### GOAL OF THE EXERCISE
Give again, word for word, each line below starting at the one that contains "pub fn test_app(pool: SqlitePool)" and ending at the one that contains "pub mod queue;".

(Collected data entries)
= Beginning of Section =
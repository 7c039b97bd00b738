pub mod schemas;
pub mod ticket;

pub use schemas::*;
pub use ticket::*;
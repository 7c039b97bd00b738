// Common test utilities and stubs

use std::sync::{Arc, Mutex};
use std::time::Duration;

use async_trait::async_trait;
use axum::Router;
use sqlx::{sqlite::SqlitePoolOptions, SqlitePool};
use uuid::Uuid;

use crate::models::{Classification, Ticket, TicketCategory, TicketPriority};
use crate::services::llm::{ResponseDrafter, TicketClassifier};
use crate::services::queue::{JobDispatcher, JobHandle};
use crate::services::TicketService;
use crate::utils::{ApiError, ApiResult};
use crate::{build_router, AppState};

/// Create an in-memory SQLite database for testing
pub async fn create_test_db() -> SqlitePool {
    let pool = SqlitePoolOptions::new()
        .max_connections(1)
        .acquire_timeout(Duration::from_secs(3))
        .connect("sqlite::memory:")
        .await
        .expect("Failed to create test database");

    sqlx::migrate!()
        .run(&pool)
        .await
        .expect("Failed to run migrations");

    pool
}

/// Save a fresh ticket with the given subject and return it
pub async fn seed_ticket(tickets: &TicketService, subject: &str) -> Ticket {
    let ticket = Ticket::new(subject.to_string(), "body".to_string(), "a@b.com".to_string());
    tickets.save(&ticket).await.expect("Failed to seed ticket");
    ticket
}

pub fn sample_classification() -> Classification {
    Classification {
        category: TicketCategory::AccountAccess,
        priority: TicketPriority::High,
        category_confidence: 0.92,
        priority_confidence: 0.85,
    }
}

/// Dispatcher stub that records dispatched ids instead of talking to a broker
#[derive(Default)]
pub struct RecordingDispatcher {
    pub single: Mutex<Vec<Uuid>>,
    pub batches: Mutex<Vec<Vec<Uuid>>>,
}

#[async_trait]
impl JobDispatcher for RecordingDispatcher {
    async fn enqueue(&self, ticket_id: Uuid) -> ApiResult<JobHandle> {
        self.single.lock().unwrap().push(ticket_id);
        Ok(JobHandle { job_id: Uuid::new_v4() })
    }

    async fn enqueue_many(&self, ticket_ids: Vec<Uuid>) -> ApiResult<JobHandle> {
        self.batches.lock().unwrap().push(ticket_ids);
        Ok(JobHandle { job_id: Uuid::new_v4() })
    }
}

/// Classifier stub: `Some` succeeds with that classification, `None` fails
pub struct StubClassifier {
    pub result: Option<Classification>,
}

#[async_trait]
impl TicketClassifier for StubClassifier {
    async fn classify(&self, _subject: &str, _body: &str) -> ApiResult<Classification> {
        self.result
            .clone()
            .ok_or_else(|| ApiError::classification("stub classifier failure"))
    }
}

/// Drafter stub: `Some` succeeds with that reply, `None` fails
pub struct StubDrafter {
    pub result: Option<String>,
}

#[async_trait]
impl ResponseDrafter for StubDrafter {
    async fn draft(&self, _subject: &str, _body: &str) -> ApiResult<String> {
        self.result
            .clone()
            .ok_or_else(|| ApiError::drafting("stub drafter failure"))
    }
}

/// Build a router over a recording dispatcher, returning both
pub fn test_app(pool: SqlitePool) -> (Router, Arc<RecordingDispatcher>) {
    let dispatcher = Arc::new(RecordingDispatcher::default());
    let state = Arc::new(AppState {
        tickets: TicketService::new(pool),
        dispatcher: dispatcher.clone(),
    });
    (build_router(state), dispatcher)
}
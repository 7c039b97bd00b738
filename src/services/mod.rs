pub mod llm;
pub mod queue;
pub mod ticket_service;
pub mod worker;

pub use llm::{AnthropicClassifier, OpenAiDrafter, ResponseDrafter, TicketClassifier};
pub use queue::{Job, JobDispatcher, JobHandle, JobPayload, RedisJobQueue};
pub use ticket_service::TicketService;
pub use worker::{JobConsumer, TicketProcessor};
use chrono::{DateTime, Utc};
use sqlx::{QueryBuilder, Sqlite, SqlitePool};
use uuid::Uuid;

use crate::models::{Classification, Ticket, TicketCategory, TicketPriority, TicketStatus};
use crate::utils::{ApiError, ApiResult};

pub const MAX_PER_PAGE: u32 = 50;

/// Repository for ticket records.
///
/// Exclusively owns ticket persistence. Every write is a single
/// self-contained statement; there is no multi-record atomicity across
/// calls, so the background processor can crash between steps without
/// corrupting data.
#[derive(Clone)]
pub struct TicketService {
    pool: SqlitePool,
}

impl TicketService {
    pub fn new(pool: SqlitePool) -> Self {
        Self { pool }
    }

    /// Persist a new ticket. A duplicate id is a constraint violation.
    pub async fn save(&self, ticket: &Ticket) -> ApiResult<()> {
        sqlx::query(
            r#"
            INSERT INTO tickets
                (id, subject, body, customer_email, status, created_at)
            VALUES (?, ?, ?, ?, ?, ?)
            "#,
        )
        .bind(ticket.id)
        .bind(&ticket.subject)
        .bind(&ticket.body)
        .bind(&ticket.customer_email)
        .bind(ticket.status)
        .bind(ticket.created_at)
        .execute(&self.pool)
        .await
        .map_err(|e| match &e {
            sqlx::Error::Database(db) if db.is_unique_violation() => {
                ApiError::constraint(format!("Ticket {} already exists", ticket.id))
            },
            _ => ApiError::from(e),
        })?;

        Ok(())
    }

    /// Fetch a ticket by id. Absence is not an error.
    pub async fn get(&self, ticket_id: Uuid) -> ApiResult<Option<Ticket>> {
        let ticket = sqlx::query_as("SELECT * FROM tickets WHERE id = ?")
            .bind(ticket_id)
            .fetch_optional(&self.pool)
            .await?;

        Ok(ticket)
    }

    /// Page through tickets matching the optional filters, newest first.
    ///
    /// `page` starts at 1; `per_page` is capped at [`MAX_PER_PAGE`]. The id
    /// tie-breaker keeps the order stable across identical timestamps.
    pub async fn filter(
        &self,
        page: u32,
        per_page: u32,
        status: Option<TicketStatus>,
        category: Option<TicketCategory>,
        priority: Option<TicketPriority>,
    ) -> ApiResult<Vec<Ticket>> {
        if page < 1 {
            return Err(ApiError::validation("page must be >= 1"));
        }
        if per_page < 1 || per_page > MAX_PER_PAGE {
            return Err(ApiError::validation(format!(
                "per_page must be between 1 and {}",
                MAX_PER_PAGE
            )));
        }

        let mut builder: QueryBuilder<Sqlite> =
            QueryBuilder::new("SELECT * FROM tickets WHERE 1 = 1");

        if let Some(status) = status {
            builder.push(" AND status = ").push_bind(status);
        }
        if let Some(category) = category {
            builder.push(" AND category = ").push_bind(category);
        }
        if let Some(priority) = priority {
            builder.push(" AND priority = ").push_bind(priority);
        }

        builder.push(" ORDER BY created_at DESC, id");
        builder.push(" LIMIT ").push_bind(per_page as i64);
        builder
            .push(" OFFSET ")
            .push_bind(((page - 1) as i64) * (per_page as i64));

        let tickets = builder.build_query_as::<Ticket>().fetch_all(&self.pool).await?;
        Ok(tickets)
    }

    /// All tickets in a given status, unpaginated. Used by the bulk trigger
    /// to collect the submitted backlog.
    pub async fn filter_by_status(&self, status: TicketStatus) -> ApiResult<Vec<Ticket>> {
        let tickets = sqlx::query_as(
            "SELECT * FROM tickets WHERE status = ? ORDER BY created_at, id",
        )
        .bind(status)
        .fetch_all(&self.pool)
        .await?;

        Ok(tickets)
    }

    /// Transition a ticket to a new status. Fails if the ticket is gone.
    pub async fn set_status(&self, ticket_id: Uuid, status: TicketStatus) -> ApiResult<()> {
        let result = sqlx::query("UPDATE tickets SET status = ? WHERE id = ?")
            .bind(status)
            .bind(ticket_id)
            .execute(&self.pool)
            .await?;

        if result.rows_affected() == 0 {
            return Err(ApiError::TicketNotFound { ticket_id });
        }
        Ok(())
    }

    /// Record a successful processing attempt as one statement: category,
    /// priority, both confidences, the drafted response, processed_at and
    /// the terminal status land together or not at all.
    pub async fn complete(
        &self,
        ticket_id: Uuid,
        classification: &Classification,
        initial_response: &str,
        processed_at: DateTime<Utc>,
    ) -> ApiResult<()> {
        let result = sqlx::query(
            r#"
            UPDATE tickets
            SET status = ?,
                category = ?,
                priority = ?,
                category_confidence = ?,
                priority_confidence = ?,
                initial_response = ?,
                processed_at = ?
            WHERE id = ?
            "#,
        )
        .bind(TicketStatus::Processed)
        .bind(classification.category)
        .bind(classification.priority)
        .bind(classification.category_confidence)
        .bind(classification.priority_confidence)
        .bind(initial_response)
        .bind(processed_at)
        .bind(ticket_id)
        .execute(&self.pool)
        .await?;

        if result.rows_affected() == 0 {
            return Err(ApiError::TicketNotFound { ticket_id });
        }
        Ok(())
    }
}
= End of Section =
### RESULT OF THIS EXERCISE
pub fn test_app(pool: SqlitePool) -> (Router, Arc<RecordingDispatcher>) {
    let dispatcher = Arc::new(RecordingDispatcher::default());
    let state = Arc::new(AppState {
        tickets: TicketService::new(pool),
        dispatcher: dispatcher.clone(),
    });
    (build_router(state), dispatcher)
}
repository 7c039b97bd00b738
filename src/services/mod.rs
pub mod llm;
pub mod queue;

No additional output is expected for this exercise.